Segment Start: SUPPLIED RECORDS
//! Named in-memory byte snapshots (`SNAPSHOT`/`DIFF` commands). Snapshots
//! persist only for the process lifetime, per the control surface's
//! ownership rules.

use std::collections::HashMap;

#[derive(Debug, Clone)]
pub struct NamedSnapshot {
    pub memory_type: String,
    pub address: u32,
    pub length: u32,
    pub timestamp_ms: u64,
    pub bytes: Vec<u8>,
}

#[derive(Default)]
pub struct SnapshotStore {
    snapshots: HashMap<String, NamedSnapshot>,
}

impl SnapshotStore {
    #[must_use]
    pub fn new() -> Self {
        Self::default()
    }

    pub fn capture(&mut self, name: String, snapshot: NamedSnapshot) {
        self.snapshots.insert(name, snapshot);
    }

    #[must_use]
    pub fn get(&self, name: &str) -> Option<&NamedSnapshot> {
        self.snapshots.get(name)
    }

    #[must_use]
    pub fn list_names(&self) -> Vec<&str> {
        self.snapshots.keys().map(String::as_str).collect()
    }

    pub fn drop_snapshot(&mut self, name: &str) -> bool {
        self.snapshots.remove(name).is_some()
    }
}

/// A byte-for-byte diff between two equal-length snapshots: `(offset,
/// a_value, b_value)` for every differing byte.
pub fn diff(a: &NamedSnapshot, b: &NamedSnapshot) -> Result<Vec<(usize, u8, u8)>, String> {
    if a.bytes.len() != b.bytes.len() {
        return Err(format!(
            "snapshot length mismatch: {} vs {}",
            a.bytes.len(),
            b.bytes.len()
        ));
    }
    Ok(a.bytes
        .iter()
        .zip(b.bytes.iter())
        .enumerate()
        .filter(|(_, (x, y))| x != y)
        .map(|(i, (&x, &y))| (i, x, y))
        .collect())
}

#[cfg(test)]
mod tests {
    use super::*;

    fn snap(bytes: Vec<u8>) -> NamedSnapshot {
        NamedSnapshot { memory_type: "SnesMemory".to_string(), address: 0, length: bytes.len() as u32, timestamp_ms: 0, bytes }
    }

    #[test]
    fn capture_list_drop_round_trip() {
        let mut store = SnapshotStore::new();
        store.capture("a".to_string(), snap(vec![1, 2, 3]));
        assert_eq!(store.list_names(), vec!["a"]);
        assert!(store.get("a").is_some());
        assert!(store.drop_snapshot("a"));
        assert!(store.get("a").is_none());
    }

    #[test]
    fn diff_reports_differing_bytes() {
        let a = snap(vec![1, 2, 3, 4]);
        let b = snap(vec![1, 9, 3, 8]);
        assert_eq!(diff(&a, &b).unwrap(), vec![(1, 2, 9), (3, 4, 8)]);
    }

    #[test]
    fn diff_rejects_length_mismatch() {
        let a = snap(vec![1, 2, 3]);
        let b = snap(vec![1, 2]);
        assert!(diff(&a, &b).is_err());
    }
}
//! Host configuration: a TOML file layered under CLI flag overrides, the
//! same layering `jgenesis-cli` applies over `jgenesis-native-config`.

use std::path::PathBuf;

use serde::{Deserialize, Serialize};

fn default_save_states_dir() -> PathBuf {
    directories_save_states_dir()
}

fn directories_save_states_dir() -> PathBuf {
    std::env::temp_dir().join("emu-control-states")
}

fn default_socket_path() -> PathBuf {
    control_rpc::default_socket_path()
}

fn default_watched_path() -> PathBuf {
    state_bridge::default_watched_path()
}

fn default_notify_path() -> PathBuf {
    state_bridge::default_notify_path()
}

#[derive(Debug, Clone, Serialize, Deserialize)]
#[serde(default)]
pub struct HostConfig {
    /// Directory holding `<baseName>_<slot>.mss` files and their sibling
    /// `.label` files.
    pub save_states_dir: PathBuf,
    /// Unix domain socket path the ControlRPC server binds.
    pub socket_path: PathBuf,
    /// Path the `StateBridge` watcher polls for externally-written states.
    pub watched_path: PathBuf,
    /// Path the `StateBridge` writes its notify file to.
    pub notify_path: PathBuf,
    /// Overrides `MESEN2_SAVE_STATE_SLOTS`/`OOS_SAVE_STATE_SLOTS` when `Some`.
    pub max_slot_index: Option<u32>,
}

impl Default for HostConfig {
    fn default() -> Self {
        Self {
            save_states_dir: default_save_states_dir(),
            socket_path: default_socket_path(),
            watched_path: default_watched_path(),
            notify_path: default_notify_path(),
            max_slot_index: None,
        }
    }
}

impl HostConfig {
    /// Loads from `path` if present, falling back to defaults on any read
    /// or parse failure rather than aborting startup, matching
    /// `jgenesis-cli`'s "persist default config if missing" behavior.
    pub fn load_or_default(path: &std::path::Path) -> Self {
        let contents = match std::fs::read_to_string(path) {
            Ok(contents) => contents,
            Err(err) => {
                log::warn!("unable to read config file at '{}': {err}", path.display());
                return Self::default();
            }
        };

        toml::from_str(&contents).unwrap_or_else(|err| {
            log::error!("unable to deserialize config file at '{}': {err}", path.display());
            Self::default()
        })
    }

    pub fn persist_if_missing(&self, path: &std::path::Path) {
        if path.exists() {
            return;
        }

        match toml::to_string_pretty(self) {
            Ok(contents) => {
                if let Err(err) = std::fs::write(path, contents) {
                    log::error!("unable to persist default config to '{}': {err}", path.display());
                }
            }
            Err(err) => log::error!("unable to serialize default config: {err}"),
        }
    }
}

#[must_use]
pub fn default_config_path() -> PathBuf {
    std::env::current_dir().unwrap_or_default().join("emu-control-config.toml")
}

#[cfg(test)]
mod tests {
    use super::*;

    #[test]
    fn missing_file_falls_back_to_default() {
        let config = HostConfig::load_or_default(std::path::Path::new("/nonexistent/config.toml"));
        assert_eq!(config.max_slot_index, None);
    }

    #[test]
    fn round_trips_through_toml() {
        let dir = tempfile::tempdir().unwrap();
        let path = dir.path().join("config.toml");
        let mut config = HostConfig::default();
        config.max_slot_index = Some(42);
        config.persist_if_missing(&path);

        let loaded = HostConfig::load_or_default(&path);
        assert_eq!(loaded.max_slot_index, Some(42));
    }
}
Segment End: SUPPLIED RECORDS
Give the lines of the material above again, exactly, from its first line through the line that contains "pub fn get(&self, name: &str)" and no further.

◆ **EXERCISE RESULT**
//! Named in-memory byte snapshots (`SNAPSHOT`/`DIFF` commands). Snapshots
//! persist only for the process lifetime, per the control surface's
//! ownership rules.

use std::collections::HashMap;

#[derive(Debug, Clone)]
pub struct NamedSnapshot {
    pub memory_type: String,
    pub address: u32,
    pub length: u32,
    pub timestamp_ms: u64,
    pub bytes: Vec<u8>,
}

#[derive(Default)]
pub struct SnapshotStore {
    snapshots: HashMap<String, NamedSnapshot>,
}

impl SnapshotStore {
    #[must_use]
    pub fn new() -> Self {
        Self::default()
    }

    pub fn capture(&mut self, name: String, snapshot: NamedSnapshot) {
        self.snapshots.insert(name, snapshot);
    }

    #[must_use]
    pub fn get(&self, name: &str) -> Option<&NamedSnapshot> {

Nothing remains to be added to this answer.